The first couple of weeks vibrated with a frenetic energy. Everything was new (he ran out of gas and then hitch-hiked!?), and unexpected (the roof rack broke how?), and because it seemed to be happening from the wrong angle it was exciting (woah, I get to judge the no-talent show?!). I knew what I’d do in most situations as a trip leader, but what should I do as a course director? There were a lot of logistics you knew you’d have to attend to (getting the office up and running, organizing all that gear), and there were also the ones that – suprise! – also needed your urgent attention (the overflowing porta-potties, the non-existent and unavailable July 4th campsite). As we got into our groove, though, that initial hubbub faded, and it was follwed by a long, melancholic silence – in which we constantly reminded ourselves that our wonderful (and wonderfully-trained) trip leaders really were out there doing great things, even if we only heard about it in occasional snippets and soundbytes. During this long stretch, we shuffled around basecamp trying to escape the intense desert heat. It sapped us, and drove us into a langourous stupor. So while we talked the talk of taking invigorating trips to secret swimming holes, we thanked our lucky stars if we were able to unstick our sweaty selves from the floor and settle in for the luxury of plastic lawn chairs sunk ankle deep in a kiddie pool on the deck. This was course director life at its finest.

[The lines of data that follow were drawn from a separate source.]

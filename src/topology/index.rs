//! Immutable topology index
//!
//! Built once from the network document: every technology section is
//! partitioned into its location grid, its elements are validated and bound
//! to cells, templates are expanded, and service types are validated. After
//! construction nothing is mutated, so the index can be shared freely.

use crate::geo::{partition, BoundingBox, GeoGrid, LocationCell};
use crate::network::{ElementFactory, NetworkElement, ServiceType, TechnologyRegistry};
use crate::simulation::error::{ConfigurationError, SimulationResult, ValidationError};
use crate::types::{
    ElementId, NetworkConfig, NetworkElementDefinition, ServiceTypeId, TechnologyId,
    TechnologyNetworkConfig,
};
use std::collections::{BTreeMap, HashMap};
use tracing::{debug, warn};

/// Grid, elements and service types of one technology
#[derive(Debug, Clone)]
pub struct TechnologyTopology {
    technology: TechnologyId,
    grid: GeoGrid,
    elements: Vec<NetworkElement>,
    element_cells: Vec<usize>,
    service_types: Vec<ServiceType>,
}

impl TechnologyTopology {
    /// Technology of this topology
    pub fn technology(&self) -> TechnologyId {
        self.technology
    }

    /// Location grid
    pub fn grid(&self) -> &GeoGrid {
        &self.grid
    }

    /// Location cells in row-major order
    pub fn cells(&self) -> &[LocationCell] {
        self.grid.cells()
    }

    /// Network elements in definition order, templated elements last
    pub fn elements(&self) -> &[NetworkElement] {
        &self.elements
    }

    /// Service types in definition order
    pub fn service_types(&self) -> &[ServiceType] {
        &self.service_types
    }

    /// Element at `index` together with the cell it is bound to
    pub fn element_with_cell(&self, index: usize) -> Option<(&NetworkElement, &LocationCell)> {
        let element = self.elements.get(index)?;
        let cell = self.grid.get(*self.element_cells.get(index)?)?;
        Some((element, cell))
    }
}

/// Lookup structure over the whole validated topology
#[derive(Debug, Clone)]
pub struct TopologyIndex {
    country: String,
    topologies: BTreeMap<TechnologyId, TechnologyTopology>,
    element_index: HashMap<ElementId, (TechnologyId, usize)>,
    service_type_index: HashMap<ServiceTypeId, (TechnologyId, usize)>,
}

impl TopologyIndex {
    /// Validate the network document and build the index
    pub fn build(network: &NetworkConfig, registry: &TechnologyRegistry) -> SimulationResult<Self> {
        let mut index = Self {
            country: network.country.clone(),
            topologies: BTreeMap::new(),
            element_index: HashMap::new(),
            service_type_index: HashMap::new(),
        };

        // Resolve every key up front so an unknown technology fails before any work
        let mut sections = Vec::with_capacity(network.networks.len());
        for (key, section) in &network.networks {
            let technology = registry.resolve(key)?;
            if sections.iter().any(|(t, _)| *t == technology) {
                return Err(ValidationError::InvalidValue {
                    field: "networks".to_string(),
                    reason: format!("{} is configured more than once ('{}')", technology, key),
                }
                .into());
            }
            sections.push((technology, section));
        }
        sections.sort_by_key(|(technology, _)| *technology);

        // Templated ids start after the highest explicit id in the whole document
        let highest_explicit = network
            .networks
            .values()
            .flat_map(|section| section.network_elements.iter())
            .map(|definition| definition.id)
            .max()
            .unwrap_or(0);
        let mut next_template_id =
            u32::try_from(highest_explicit.max(0)).unwrap_or(u32::MAX).saturating_add(1);

        for (technology, section) in sections {
            let topology =
                Self::build_technology(network, section, technology, &mut next_template_id)?;
            index.insert(topology)?;
        }

        Ok(index)
    }

    fn build_technology(
        network: &NetworkConfig,
        section: &TechnologyNetworkConfig,
        technology: TechnologyId,
        next_template_id: &mut u32,
    ) -> SimulationResult<TechnologyTopology> {
        let invalid = |source: ValidationError| ConfigurationError::InvalidEntity { technology, source };
        let section_name = format!("{} network", technology);

        let bbox_config = network.bounding_box_for(section).ok_or_else(|| {
            ConfigurationError::InvalidBounds {
                technology,
                reason: "no bounding box configured".to_string(),
            }
        })?;
        let bbox = BoundingBox::try_from(bbox_config).map_err(|e| {
            ConfigurationError::InvalidBounds { technology, reason: e.to_string() }
        })?;

        let rows = section.split_rows.ok_or_else(|| {
            invalid(ValidationError::MissingRequiredField {
                entity: section_name.clone(),
                field: "split_rows",
            })
        })?;
        let cols = section.split_columns.ok_or_else(|| {
            invalid(ValidationError::MissingRequiredField {
                entity: section_name.clone(),
                field: "split_columns",
            })
        })?;

        let grid = partition(&bbox, rows, cols, &section.location_names, technology)?;

        let mut elements = Vec::new();
        let mut element_cells = Vec::new();
        let mut round_robin = 0usize;

        for definition in &section.network_elements {
            let cell_index = place_element(definition, &grid, technology, &mut round_robin)?;
            let cell_name = grid.get(cell_index).map(|c| c.name.clone()).unwrap_or_default();
            let element =
                NetworkElement::from_definition(definition, technology, cell_name).map_err(invalid)?;
            elements.push(element);
            element_cells.push(cell_index);
        }

        if !section.element_templates.is_empty() {
            let mut factory = ElementFactory::new(technology, &grid, *next_template_id);
            for (element, cell_index) in factory.expand(&section.element_templates).map_err(invalid)? {
                elements.push(element);
                element_cells.push(cell_index);
            }
            *next_template_id = factory.next_id();
        }

        let service_types = section
            .service_types
            .iter()
            .map(|definition| ServiceType::from_definition(definition, technology).map_err(invalid))
            .collect::<Result<Vec<_>, _>>()?;

        if elements.is_empty() {
            warn!(%technology, "No network elements configured; records for this technology will fail");
        }
        if service_types.is_empty() {
            warn!(%technology, "No service types configured; records for this technology will fail");
        }

        debug!(
            %technology,
            cells = grid.len(),
            elements = elements.len(),
            service_types = service_types.len(),
            "Built technology topology"
        );

        Ok(TechnologyTopology { technology, grid, elements, element_cells, service_types })
    }

    fn insert(&mut self, topology: TechnologyTopology) -> Result<(), ConfigurationError> {
        let technology = topology.technology;

        for (position, element) in topology.elements.iter().enumerate() {
            if self.element_index.insert(element.id, (technology, position)).is_some() {
                return Err(ConfigurationError::DuplicateId {
                    entity: "network element",
                    id: u64::from(element.id.0),
                });
            }
        }
        for (position, service_type) in topology.service_types.iter().enumerate() {
            if self.service_type_index.insert(service_type.id, (technology, position)).is_some() {
                return Err(ConfigurationError::DuplicateId {
                    entity: "service type",
                    id: u64::from(service_type.id.0),
                });
            }
        }

        self.topologies.insert(technology, topology);
        Ok(())
    }

    /// Country or market of the network
    pub fn country(&self) -> &str {
        &self.country
    }

    /// Configured technologies in generation order
    pub fn technologies(&self) -> Vec<TechnologyId> {
        self.topologies.keys().copied().collect()
    }

    /// Topology of one technology
    pub fn topology(&self, technology: TechnologyId) -> Option<&TechnologyTopology> {
        self.topologies.get(&technology)
    }

    /// Elements of a technology; empty when none are configured
    pub fn elements_for(&self, technology: TechnologyId) -> &[NetworkElement] {
        self.topologies.get(&technology).map(|t| t.elements()).unwrap_or(&[])
    }

    /// Cells of a technology; empty when the technology is not configured
    pub fn cells_for(&self, technology: TechnologyId) -> &[LocationCell] {
        self.topologies.get(&technology).map(|t| t.cells()).unwrap_or(&[])
    }

    /// Service types of a technology; empty when none are configured
    pub fn service_types_for(&self, technology: TechnologyId) -> &[ServiceType] {
        self.topologies.get(&technology).map(|t| t.service_types()).unwrap_or(&[])
    }

    /// Look up an element by id
    pub fn element(&self, id: ElementId) -> Option<&NetworkElement> {
        let (technology, position) = self.element_index.get(&id)?;
        self.topologies.get(technology)?.elements.get(*position)
    }

    /// Look up a service type by id
    pub fn service_type(&self, id: ServiceTypeId) -> Option<&ServiceType> {
        let (technology, position) = self.service_type_index.get(&id)?;
        self.topologies.get(technology)?.service_types.get(*position)
    }

    /// Cell an element is bound to
    pub fn cell_of(&self, id: ElementId) -> Option<&LocationCell> {
        let (technology, position) = self.element_index.get(&id)?;
        self.topologies.get(technology)?.element_with_cell(*position).map(|(_, cell)| cell)
    }

    /// Whether a technology has both elements and service types
    pub fn is_usable(&self, technology: TechnologyId) -> bool {
        !self.elements_for(technology).is_empty() && !self.service_types_for(technology).is_empty()
    }

    /// Total number of elements
    pub fn element_count(&self) -> usize {
        self.element_index.len()
    }

    /// Total number of service types
    pub fn service_type_count(&self) -> usize {
        self.service_type_index.len()
    }

    /// Total number of location cells
    pub fn cell_count(&self) -> usize {
        self.topologies.values().map(|t| t.grid.len()).sum()
    }
}

/// Resolve the cell an element definition is bound to
///
/// An explicit location name wins, then coordinates by containment; elements
/// with neither are spread round-robin over the cells in definition order.
fn place_element(
    definition: &NetworkElementDefinition,
    grid: &GeoGrid,
    technology: TechnologyId,
    round_robin: &mut usize,
) -> Result<usize, ConfigurationError> {
    let element = u32::try_from(definition.id).unwrap_or(0);

    if let Some(name) = &definition.location {
        return grid.position(name).ok_or_else(|| ConfigurationError::UnknownLocationCell {
            technology,
            element,
            cell: name.clone(),
        });
    }

    if let Some([latitude, longitude]) = definition.coordinates {
        return grid.locate(latitude, longitude).ok_or(ConfigurationError::ElementOutsideGrid {
            technology,
            element,
            latitude,
            longitude,
        });
    }

    let index = *round_robin % grid.len().max(1);
    *round_robin += 1;
    Ok(index)
}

If we were really lucky, we would take precious trips into the field, and actually see the wild-eyed trip leaders we missed so much, and take part in the action, feel the energy, absorb all of those kids’ smiles and personalities. We relished those trips because we suffered from TLW (Trip-Leader-Withdrawal). This was the worst part about being a course director: we missed the meat and potatoes of the trips. We only dealt with the highlights – the rockstars and the troublemakers and the needy parents and the logisitcal nightmares – but we rarely saw the gray midtones, the just-cruisin’-through-it-all days that somehow define a trip. We craved – and begged – for the opportunities to get out and see this element of trips.

We did, however, put together a knock-em-out staff training week, and a ridiculous no-talent night that ended with the arrival of local law enforcement (and in the process, seriously invoked the Fret stage). Actually, we survived a few other run-ins with the law, and played some good practical jokes on other basecamps. We went fully decked-out to one of the best rodeos in the West, climbed some of those snowcapped peaks in our backyard, and really developed those Vew Do Board skills. I enjoyed a brief midsummer meeting with Rog, in which I learned a little bit more about life, and I also enjoyed a thousand conversations with two-dozen great trip leaders, from which I gleaned (read: stole) a whole lot of special tricks. Thank you.

The summer wound down differently from the course director perspective. The departure was harder, because everything we did made it evident that summer was over and done. There was no escaping it. By the time Josh finished packing up that last box of important papers, and everything – EVERY last little thing – had been shoved into a storage unit, almost everyone had gone their own ways. Basecamp was a dusty wasteland. We could scarecely imagine next year, yet, at the same time, we could hardly imagine life beyond Longacre Expeditions.

What remains, though, are the memories of what seem to be a dozen Longacre summers all crammed into one. A whole wallopin’ of great friendships. A hefty serving of knowledge and experience. Much awe. A renewed faith in all that is good about life and right about challenges and wonderful about the outdoors and incredible about education and inspiring about proper leadership. And a spattering of regrets – but not many.